Rudyard Kipling was born to English parents living in India towards the end of 1865. He spent the first six years of his life in Bombay, where his love of this part of the world can be seen in some of his works, for example ‘Kim’.
Rudyard was sent to England, to undertake his education, initially attending Hope lodge in Southsea, which he disliked intently, but later attending the United Services College in Westward Ho in Devon. A college he grew to love, and remained there until his return to India in 1882. Upon his return, he started work at the civil and military Gazette in Lahore, as a member of the editorial staff, and later became a reporter for The Pioneer at Allahabad.
In 1889, he left India, to travel the world, and during his time visited London where he met Carrie an American girl, fell in love, and they were married in 1892. They moved to America and settled in the state of Vermont, her home state, where he wrote Jungle Book and Captain Courageous. In December of 1892, his daughter Josephine was born, followed by Elsie in 1895. In early 1897 the family left America to settle in England at Rottingdean in Sussex, and during the summer of that year, their son John was born.
Their happiness wasn’t too last, for they took the children to visit their grandmother in America, and all three children caught whooping cough, and Rudyard and Carrie suffered respiratory problems. Doctors treating Rudyard held out little hope of his recovery, and prayers were offered up in American Churches across the land for him and his family’s recovery. The world press chronicled his progress as front-page news, of the man considered to be one of the world’s most popular authors at that time. Following a long drawn out illness, he was to recover, but Josephine their first-born and his favourite little child died, and this tragic loss of life was always with him, one memory he would carry with him always. Following, such a disastrous trip to America, he was never destined to travel there again, during his lifetime.

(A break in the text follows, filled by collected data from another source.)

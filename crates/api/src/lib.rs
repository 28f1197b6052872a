//! Runway model API client.
//!
//! Every hosted or local model exposes two endpoints below its base URL:
//!
//! - `GET {base}info` returns the model's metadata document
//! - `POST {base}query` runs the model on a JSON payload
//!
//! [`RunwayClient`] is bound to one model base URL. It attaches
//! `Accept: application/json` to every request and an
//! `Authorization: Bearer <token>` header only when a credential is
//! configured; local models run unauthenticated.
//!
//! Calls block the calling thread. Node evaluation is synchronous, so the
//! async `reqwest` futures are driven to completion through
//! [`runway_util::block_on_future`]. No timeout is configured beyond the
//! client defaults and nothing is retried.
//!
//! # Example
//!
//! ```ignore
//! use runway_api::RunwayClient;
//! use serde_json::json;
//!
//! let client = RunwayClient::new("http://localhost:8000", None)?;
//! let info = client.fetch_info()?;
//! let outputs = client.query(&json!({ "prompt": "a red fox" }))?;
//! ```

use std::env;
use std::time::Instant;

use reqwest::header::{self, HeaderValue};
use reqwest::{Client, Method, RequestBuilder, Url};
use runway_util::http::truncate_response_preview;
use runway_util::{JsonParseError, block_on_future, parse_response_json_strict, redact_sensitive, status_error_message};
use serde_json::Value;
use thiserror::Error;
use tracing::{debug, warn};

/// Path of the metadata endpoint relative to a model base URL.
pub const INFO_PATH: &str = "info";
/// Path of the invocation endpoint relative to a model base URL.
pub const QUERY_PATH: &str = "query";

/// Thin wrapper around a configured `reqwest::Client` for one model.
#[derive(Debug, Clone)]
pub struct RunwayClient {
    base_url: String,
    http: Client,
    user_agent: String,
    authenticated: bool,
}

impl RunwayClient {
    /// Construct a client for the model served at `base_url`.
    ///
    /// The base URL is normalized to end with exactly one `/`. A blank
    /// credential is treated as absent.
    ///
    /// # Errors
    /// Fails when the base URL does not parse as an `http`/`https` URL with a
    /// host, or when the credential cannot be carried in a header.
    pub fn new(base_url: &str, credential: Option<&str>) -> Result<Self, ApiError> {
        let base_url = normalize_base_url(base_url);
        validate_base_url(&base_url)?;

        let mut default_headers = header::HeaderMap::new();
        default_headers.insert(header::ACCEPT, HeaderValue::from_static("application/json"));

        let credential = credential.map(str::trim).filter(|token| !token.is_empty());
        if let Some(token) = credential {
            let mut authorization = HeaderValue::from_str(&format!("Bearer {token}")).map_err(|_| ApiError::InvalidCredential)?;
            authorization.set_sensitive(true);
            default_headers.insert(header::AUTHORIZATION, authorization);
        }

        // Each blocking call may run on its own short-lived runtime, so pooled
        // connections must not outlive the call that opened them.
        let http = Client::builder()
            .default_headers(default_headers)
            .pool_max_idle_per_host(0)
            .build()
            .map_err(ApiError::Client)?;

        Ok(Self {
            base_url,
            http,
            user_agent: format!("runway-nodes/{}; {}", env!("CARGO_PKG_VERSION"), env::consts::OS),
            authenticated: credential.is_some(),
        })
    }

    /// The normalized base URL, always ending with `/`.
    pub fn base_url(&self) -> &str {
        &self.base_url
    }

    /// Whether requests carry a bearer token.
    pub fn is_authenticated(&self) -> bool {
        self.authenticated
    }

    /// Absolute URL of an endpoint below the base URL.
    pub fn endpoint(&self, path: &str) -> String {
        format!("{}{}", self.base_url, path.trim_start_matches('/'))
    }

    /// Build a `reqwest::RequestBuilder` for a method and base-relative path.
    pub fn request(&self, method: Method, path: &str) -> RequestBuilder {
        let url = self.endpoint(path);
        debug!(%url, "building request");

        self.http
            .request(method, url)
            .header(header::USER_AGENT, &self.user_agent)
    }

    /// Fetch the model's metadata document from `{base}info`.
    pub fn fetch_info(&self) -> Result<Value, ApiError> {
        let request = self.request(Method::GET, INFO_PATH);
        block_on_future(send_json(request, Method::GET, self.endpoint(INFO_PATH)))
    }

    /// Run the model on `payload` via `{base}query`.
    ///
    /// An empty response body is returned as `Value::Null`.
    pub fn query(&self, payload: &Value) -> Result<Value, ApiError> {
        let request = self.request(Method::POST, QUERY_PATH).json(payload);
        block_on_future(send_json(request, Method::POST, self.endpoint(QUERY_PATH)))
    }
}

async fn send_json(request: RequestBuilder, method: Method, url: String) -> Result<Value, ApiError> {
    let start = Instant::now();
    debug!(method = %method, %url, "model request started");

    let response = match request.send().await {
        Ok(response) => response,
        Err(source) => {
            warn!(
                method = %method,
                %url,
                error = %source,
                duration_ms = start.elapsed().as_millis(),
                "model request failed"
            );
            return Err(ApiError::Network { url, source });
        }
    };

    let status = response.status();
    let body_text = response
        .text()
        .await
        .map_err(|source| ApiError::Network { url: url.clone(), source })?;

    if !status.is_success() {
        warn!(
            method = %method,
            %url,
            status = %status,
            duration_ms = start.elapsed().as_millis(),
            "model request returned an error status"
        );
        return Err(ApiError::Status {
            url,
            status: status.as_u16(),
            body_preview: redact_sensitive(&truncate_response_preview(&body_text, 200)),
        });
    }

    if body_text.trim().is_empty() {
        debug!(
            method = %method,
            %url,
            status = %status,
            duration_ms = start.elapsed().as_millis(),
            "model request completed with empty response"
        );
        return Ok(Value::Null);
    }

    let parsed = parse_response_json_strict(&body_text, Some(status)).inspect_err(|error| {
        warn!(
            method = %method,
            %url,
            status = %status,
            body_len = body_text.len(),
            error = %error,
            "model response JSON parse failed"
        );
    })?;
    debug!(
        method = %method,
        %url,
        status = %status,
        duration_ms = start.elapsed().as_millis(),
        "model request completed"
    );
    Ok(parsed)
}

/// Normalize a model base URL so that endpoint paths can be appended.
///
/// ```rust
/// use runway_api::normalize_base_url;
///
/// assert_eq!(normalize_base_url("http://localhost:8000"), "http://localhost:8000/");
/// assert_eq!(normalize_base_url(" https://model.hosted-models.runwayml.cloud/v1// "), "https://model.hosted-models.runwayml.cloud/v1/");
/// ```
pub fn normalize_base_url(base_url: &str) -> String {
    format!("{}/", base_url.trim().trim_matches('/'))
}

fn validate_base_url(base_url: &str) -> Result<(), ApiError> {
    let invalid = |reason: String| ApiError::InvalidBaseUrl {
        url: base_url.to_string(),
        reason,
    };
    let parsed = Url::parse(base_url).map_err(|error| invalid(error.to_string()))?;
    if !matches!(parsed.scheme(), "http" | "https") {
        return Err(invalid(format!("unsupported scheme '{}://'", parsed.scheme())));
    }
    if parsed.host_str().is_none() {
        return Err(invalid("a host is required".into()));
    }
    Ok(())
}

fn status_hint(status: &u16) -> String {
    status_error_message(*status)
        .map(|hint| format!(" ({hint})"))
        .unwrap_or_default()
}

/// Errors raised by [`RunwayClient`].
#[derive(Debug, Error)]
pub enum ApiError {
    #[error("invalid model base URL '{url}': {reason}")]
    InvalidBaseUrl { url: String, reason: String },

    #[error("model credential contains characters that cannot be sent in an HTTP header")]
    InvalidCredential,

    #[error("could not build the HTTP client: {0}")]
    Client(#[source] reqwest::Error),

    #[error("network error calling {url}: {source}. Hint: check connection/proxy and the model base URL")]
    Network {
        url: String,
        #[source]
        source: reqwest::Error,
    },

    #[error("HTTP {status} from {url}: {body_preview}{hint}", hint = status_hint(.status))]
    Status { url: String, status: u16, body_preview: String },

    #[error(transparent)]
    MalformedBody(#[from] JsonParseError),

    #[error("async runtime unavailable: {0}")]
    Runtime(#[from] std::io::Error),
}

impl ApiError {
    /// HTTP status of the failed response, if the server answered at all.
    pub fn status(&self) -> Option<u16> {
        match self {
            Self::Status { status, .. } => Some(*status),
            _ => None,
        }
    }

    /// True exactly when the server answered `404 Not Found`.
    pub fn is_not_found(&self) -> bool {
        self.status() == Some(404)
    }
}

#[cfg(test)]
mod tests {
    use super::*;

    #[test]
    fn endpoints_hang_off_the_normalized_base() {
        let client = RunwayClient::new("http://localhost:8000", None).expect("valid base url");
        assert_eq!(client.base_url(), "http://localhost:8000/");
        assert_eq!(client.endpoint(INFO_PATH), "http://localhost:8000/info");
        assert_eq!(client.endpoint("/query"), "http://localhost:8000/query");
    }

    #[test]
    fn blank_credentials_leave_the_client_unauthenticated() {
        let local = RunwayClient::new("http://localhost:8000/", Some("   ")).expect("valid");
        assert!(!local.is_authenticated());

        let hosted = RunwayClient::new("https://example.runwayml.cloud/", Some("tok3n")).expect("valid");
        assert!(hosted.is_authenticated());
    }

    #[test]
    fn rejects_unusable_base_urls() {
        let error = RunwayClient::new("not a url", None).expect_err("no scheme");
        assert!(matches!(error, ApiError::InvalidBaseUrl { .. }));

        let error = RunwayClient::new("ftp://models.example.com", None).expect_err("wrong scheme");
        assert!(error.to_string().contains("unsupported scheme"));
    }

    #[test]
    fn rejects_credentials_that_break_headers() {
        let error = RunwayClient::new("http://localhost:8000", Some("bad\ntoken")).expect_err("newline in token");
        assert!(matches!(error, ApiError::InvalidCredential));
    }

    #[test]
    fn only_404_counts_as_not_found() {
        let not_found = ApiError::Status {
            url: "http://localhost:8000/info".into(),
            status: 404,
            body_preview: "<empty>".into(),
        };
        assert!(not_found.is_not_found());
        assert!(not_found.to_string().contains("inactive"));

        let server_error = ApiError::Status {
            url: "http://localhost:8000/info".into(),
            status: 500,
            body_preview: "boom".into(),
        };
        assert!(!server_error.is_not_found());
        assert_eq!(server_error.status(), Some(500));
    }

    #[test]
    fn unreachable_server_is_a_network_error() {
        let port = std::net::TcpListener::bind("127.0.0.1:0")
            .and_then(|listener| listener.local_addr())
            .expect("reserve a port")
            .port();
        let client = RunwayClient::new(&format!("http://127.0.0.1:{port}"), None).expect("valid");

        let error = client.fetch_info().expect_err("nothing is listening");
        assert!(matches!(error, ApiError::Network { .. }), "unexpected error: {error}");
        assert!(!error.is_not_found());
    }
}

In 1902 the Kipling’s moved from Rottingdean, as the house carried too many memories of Josephine, to ‘Batemans’, a Jacobean house, of stone construction, close to the river Dudwell, dating back to 1634. The property included a 13th century watermill, and 33 acres of land with it. His love of the Sussex landscape took root during his time at Rottingdean, and blossomed when he moved to ‘Batemans’, in Burwash. The area was included in many of his books. Located behind the house and close to the river, stand the remains of an old forge, as featured in ‘Puck of Pook’s Hill’. Kipling’s love for the area has been summed up in a poem called ‘The Land’ written in 1916, which deals with English rustic life through the centuries.
The Sussex coast was notorious in years gone by for smugglers, with Pevensey Bay being used as a landing point by them. The road from Pevensey to London, passed through the village of Burwash, and according to traditions and legends, many houses were associated with smugglers.
At the time Kipling lived in Sussex, the countryside was much isolated and self-supporting, than it is today, as the motor car at that time was new to the roads. The invention of motorised transport, was much too kipling’s liking, and he used to refer to the dangers and delights of the early days of motoring in his stories.
He found an interest towards mechanical things, and he used water from the river to turn the mill wheel, thus generating electricity for the house, a rare thing in rural Sussex, causing much interest among the locals.
Tragedy befell the Kipling’s once again, when his son John, whilst serving as a Lieutenant with the Irish Guards, was killed in action at the ‘Battle of Loos’, during the First World War, at the age of 18. A bronze tablet dedicated to his memory can be found in Burwash Church with a latin inscription (He died before his time). His name can also be found on the Burwash War Memorial. Kipling served on the War Graves Commission, after the war, inspecting cemeteries in Northern France. Whilst there he visited the battlefield of Loos, where his son met his end, dying for his country, and in 1923 published the history of The Irish Guards in the Great War.
Rudyard Kipling, author of the best children stories, suffered much sadness in his life, loosing two of his three children, in their early years, and his remaining child, Elsie’s marriage in 1924 was childless, and was denied the joy of being a grandfather. During a visit to London in 1936, he was taken ill, and rushed to Middlesex Hospital where he died four days later, aged 70. His wife Carrie continued to live at the family home of ‘Bateman’s, until her death three years later. Following her death, she bequeathed the house and land, along with much of the furniture and effects to the National Trust. Her only individual request was that Rudyard’s study should remain as it was, where he created his best loved stories.